Sure. http://ajaxian.com/archives/running-cpu-intensive-javascript-computations-in-a-web-browser
describes how to make apps doing long-running calculations
responsive by breaking them into small chunks and using
setTimeout(..., 0). This is precisely the type of pattern we hope
to speed up. On the sample page at http://www.julienlecomte.net/blogfiles/javascript/long-running-js-process.html
, Chromium runs the test in about 1 sec, compared to ~15.6 sec in
Safari 3.1. Even the "optimized" version at http://www.julienlecomte.net/blogfiles/javascript/long-running-js-process-optimized.html
is still faster.
An obvious example is John Resig's timer perf bench at http://ejohn.org/apps/timers/
, which I'm sure you're familiar with. This loads up about 15x
faster since it uses setTimeout(..., 0). One can argue about the
relative worth of this benchmark, of course, but then I seem to
remember from our last lunch that the WebKit team generally had the
philosophy of "speed up the benchmark regardless, and complain about
the validity of it in parallel if necessary" :)
These two are some of the most obvious cases, where loading the page
takes dramatically less time, but there are more subtle wins. For
example, Chromium should save about 9 ms on http://www.benya.com/code/jsbenchmarks/table-rendering-benchmarks.html
due to the uncapping.
A sample page which is theoretically, but seemingly not practically,
helped by this is http://hassing.org/projects/asteroids/ . At least
on my machine, the CPU load is low enough that the difference
between Safari's 100 FPS cap and Chromium's 1000 FPS cap is
unnoticeable.
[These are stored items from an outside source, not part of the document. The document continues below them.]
//! JSON exporter for replaying simulation runs.
//!
//! Exports per-tick runner positions and race events, plus the records the
//! run produced.

use raceline_core::{FailReason, RaceEvent, Record};
use raceline_env::ActorState;
use serde::{Deserialize, Serialize};
use std::fs::File;
use std::io::Write;

/// A single frame of simulation data.
#[derive(Debug, Clone, Serialize, Deserialize)]
pub struct SimFrame {
    /// Simulation time in seconds
    pub time_sec: f64,

    /// Observed runner positions
    pub actors: Vec<ActorPosition>,

    /// Race events raised this tick
    #[serde(skip_serializing_if = "Vec::is_empty", default)]
    pub events: Vec<SimEvent>,
}

/// Position of a runner.
#[derive(Debug, Clone, Serialize, Deserialize)]
pub struct ActorPosition {
    pub name: String,
    pub x: f64,
    pub y: f64,
    pub z: f64,
    pub grounded: bool,
    pub mounted: bool,
}

impl From<&ActorState> for ActorPosition {
    fn from(actor: &ActorState) -> Self {
        Self {
            name: actor.name.clone(),
            x: actor.position.x,
            y: actor.position.y,
            z: actor.position.z,
            grounded: actor.grounded,
            mounted: actor.mounted,
        }
    }
}

/// Simulation event.
#[derive(Debug, Clone, Serialize, Deserialize)]
pub struct SimEvent {
    pub kind: String,
    pub route: String,
    pub actor: String,
    #[serde(skip_serializing_if = "Option::is_none")]
    pub detail: Option<String>,
}

impl From<&RaceEvent> for SimEvent {
    fn from(event: &RaceEvent) -> Self {
        let detail = match event {
            RaceEvent::Checkpoint { index, offset_ms, .. } => {
                Some(format!("split {} at {}ms", index, offset_ms))
            }
            RaceEvent::Finished { record, .. } => {
                Some(format!("{}ms", record.draft().elapsed_ms))
            }
            RaceEvent::Failed { reason, .. } => Some(match reason {
                FailReason::FailTrigger(trigger) => format!("fail trigger {}", trigger),
                FailReason::Mounted => "mounted".to_string(),
                FailReason::Restarted => "restarted".to_string(),
            }),
            RaceEvent::Notice { message, .. } => Some(message.clone()),
            RaceEvent::Started { .. } => None,
        };
        Self {
            kind: event.label().to_string(),
            route: event.route().to_string(),
            actor: event.actor().to_string(),
            detail,
        }
    }
}

/// Summary of a completion record.
#[derive(Debug, Clone, PartialEq, Serialize, Deserialize)]
pub struct RecordSummary {
    pub actor_name: String,
    pub elapsed_ms: u64,
    pub distance: f64,
    pub splits: usize,
    pub line_points: usize,
}

impl From<&Record> for RecordSummary {
    fn from(record: &Record) -> Self {
        Self {
            actor_name: record.actor_name.clone(),
            elapsed_ms: record.elapsed_ms,
            distance: record.distance,
            splits: record.splits.len(),
            line_points: record.line.len(),
        }
    }
}

/// Complete simulation export.
#[derive(Debug, Clone, Serialize, Deserialize)]
pub struct SimExport {
    /// Scenario name
    pub scenario: String,

    /// Seed used
    pub seed: u64,

    /// Duration in seconds
    pub duration_sec: f64,

    /// All frames
    pub frames: Vec<SimFrame>,

    /// Records kept by the routes at the end of the run
    pub records: Vec<RecordSummary>,

    /// Final results
    pub passed: bool,
}

impl SimExport {
    /// Creates a new export container.
    pub fn new(scenario: &str, seed: u64) -> Self {
        Self {
            scenario: scenario.to_string(),
            seed,
            duration_sec: 0.0,
            frames: Vec::new(),
            records: Vec::new(),
            passed: false,
        }
    }

    /// Adds a frame.
    pub fn add_frame(&mut self, frame: SimFrame) {
        self.duration_sec = frame.time_sec;
        self.frames.push(frame);
    }

    /// Finalizes the export.
    pub fn finalize(&mut self, passed: bool, records: &[Record]) {
        self.passed = passed;
        self.records = records.iter().map(RecordSummary::from).collect();
    }

    /// Writes to a JSON file.
    pub fn write_to_file(&self, path: &str) -> std::io::Result<()> {
        let json = serde_json::to_string_pretty(self)?;
        let mut file = File::create(path)?;
        file.write_all(json.as_bytes())?;
        Ok(())
    }
}

#[cfg(test)]
mod tests {
    use super::*;
    use nalgebra::Vector3;
    use raceline_core::{RouteId, TriggerId};
    use raceline_env::ActorId;

    #[test]
    fn test_frame_serializes_events_only_when_present() {
        let actor = ActorState::new(ActorId::from_seed(1), "A", Vector3::new(1.0, 2.0, 3.0));
        let mut frame = SimFrame {
            time_sec: 0.5,
            actors: vec![ActorPosition::from(&actor)],
            events: Vec::new(),
        };
        let quiet = serde_json::to_string(&frame).unwrap();
        assert!(!quiet.contains("events"));

        frame.events.push(SimEvent::from(&RaceEvent::Checkpoint {
            route: RouteId::from_seed(1),
            actor: actor.id,
            trigger: TriggerId::from_seed(2),
            index: 0,
            offset_ms: 1200,
        }));
        let json = serde_json::to_string(&frame).unwrap();
        assert!(json.contains("\"kind\":\"checkpoint\""));
        assert!(json.contains("split 0 at 1200ms"));
    }

    #[test]
    fn test_export_tracks_duration() {
        let mut export = SimExport::new("sprint", 42);
        for i in 1..=3 {
            export.add_frame(SimFrame {
                time_sec: i as f64 * 0.5,
                actors: Vec::new(),
                events: Vec::new(),
            });
        }
        export.finalize(true, &[]);

        assert_eq!(export.frames.len(), 3);
        assert_eq!(export.duration_sec, 1.5);
        assert!(export.passed);
    }
}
I suppose that on a slow/heavily loaded machine
things might be different; not sure.
Similarly, http://cometdaily.com/2008/08/11/robust-network-code-with-windowsettimeout/
describes a pattern that will save a bit of time on some callbacks,
but I don't actually have a testcase where that sample code is used.
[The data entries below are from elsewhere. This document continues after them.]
mod rules;
mod scheduler;

pub use rules::{CutoffRule, SweepPlan};
pub use scheduler::SweepScheduler;

use crate::rollup::{Granularity, RollupEngine, SensorLocks, TimeBucket};
use crate::stats::IngestStats;
use crate::store::SensorStore;
use anyhow::{Context, Result};
use chrono::{DateTime, Utc};
use std::str::FromStr;
use std::sync::Arc;

/// What a sweep does to a sequence that holds buckets older than the cutoff.
#[derive(Clone, Copy, Debug, Default, PartialEq, Eq)]
pub enum RetentionMode {
    /// Empty the whole sequence, recent buckets included.
    #[default]
    ClearSequence,
    /// Drop only the buckets that started before the cutoff.
    PruneStale,
}

impl FromStr for RetentionMode {
    type Err = anyhow::Error;

    fn from_str(raw: &str) -> Result<Self> {
        match raw.trim().to_ascii_lowercase().as_str() {
            "" | "clear" | "clear_sequence" => Ok(RetentionMode::ClearSequence),
            "prune" | "prune_stale" => Ok(RetentionMode::PruneStale),
            other => anyhow::bail!("unknown retention mode {other:?}; expected clear or prune"),
        }
    }
}

/// Applies `mode` to one sequence and returns how many buckets were dropped.
pub fn apply_retention(
    series: &mut Vec<TimeBucket>,
    cutoff: DateTime<Utc>,
    mode: RetentionMode,
) -> usize {
    let before = series.len();
    match mode {
        RetentionMode::ClearSequence => {
            if series.iter().any(|bucket| bucket.timestamp() < cutoff) {
                series.clear();
            }
        }
        RetentionMode::PruneStale => series.retain(|bucket| bucket.timestamp() >= cutoff),
    }
    before - series.len()
}

#[derive(Clone, Debug, PartialEq, Eq)]
pub struct SweepReport {
    pub granularity: Granularity,
    pub cutoff: DateTime<Utc>,
    pub scanned: usize,
    pub swept_sensors: usize,
    pub removed_buckets: usize,
    pub failed: usize,
}

/// Runs retention passes over every stored sensor, one sensor at a time
/// under the same per-sensor lock ingestion uses.
#[derive(Clone)]
pub struct RetentionSweeper {
    store: Arc<dyn SensorStore>,
    locks: SensorLocks,
    mode: RetentionMode,
    stats: Arc<IngestStats>,
}

impl RetentionSweeper {
    pub fn new(engine: &RollupEngine, mode: RetentionMode) -> Self {
        Self {
            store: engine.store(),
            locks: engine.locks(),
            mode,
            stats: engine.stats(),
        }
    }

    pub fn mode(&self) -> RetentionMode {
        self.mode
    }

    /// Errors only when the sensor list cannot be read; a failure on one
    /// sensor is logged, counted in `failed` and the pass moves on.
    pub async fn sweep(
        &self,
        granularity: Granularity,
        cutoff: DateTime<Utc>,
    ) -> Result<SweepReport> {
        let ids = self
            .store
            .sensor_ids()
            .await
            .context("failed to list sensors for retention sweep")?;

        let mut report = SweepReport {
            granularity,
            cutoff,
            scanned: ids.len(),
            swept_sensors: 0,
            removed_buckets: 0,
            failed: 0,
        };

        for sensor_id in &ids {
            match self.sweep_sensor(sensor_id, granularity, cutoff).await {
                Ok(0) => {}
                Ok(removed) => {
                    report.swept_sensors += 1;
                    report.removed_buckets += removed;
                }
                Err(err) => {
                    report.failed += 1;
                    tracing::warn!(
                        sensor = %sensor_id,
                        granularity = %granularity,
                        error = %format!("{err:#}"),
                        "retention sweep failed for sensor"
                    );
                }
            }
        }

        self.stats.record_sweep(report.removed_buckets as u64);
        tracing::info!(
            granularity = %granularity,
            cutoff = %cutoff,
            scanned = report.scanned,
            swept = report.swept_sensors,
            removed = report.removed_buckets,
            failed = report.failed,
            "retention sweep completed"
        );
        Ok(report)
    }

    async fn sweep_sensor(
        &self,
        sensor_id: &str,
        granularity: Granularity,
        cutoff: DateTime<Utc>,
    ) -> Result<usize> {
        let _guard = self.locks.acquire(sensor_id).await;
        let Some(mut record) = self.store.load(sensor_id).await? else {
            return Ok(0);
        };

        let removed = apply_retention(record.buckets_mut(granularity), cutoff, self.mode);
        if removed > 0 {
            self.store.save(&record).await?;
            tracing::debug!(sensor = %sensor_id, granularity = %granularity, removed, "buckets swept");
        }
        Ok(removed)
    }
}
These few examples are what I had off the top of my head. If you'd
like, we can do a more exhaustive search for affected pages and get
back to you with the results. (The guy who has that data isn't
around ATM.)
It seems to these are demo pages, tutorials, or descriptions of
techniques. Clearly tutorials and demos can adapt to a new API, and
improving their current form is not much of a benefit. How about real
existing sites that benefit? That is what you cited that as the
justification for changing the existing setTimeout / setInterval APIs,
rather than relying solely on new API.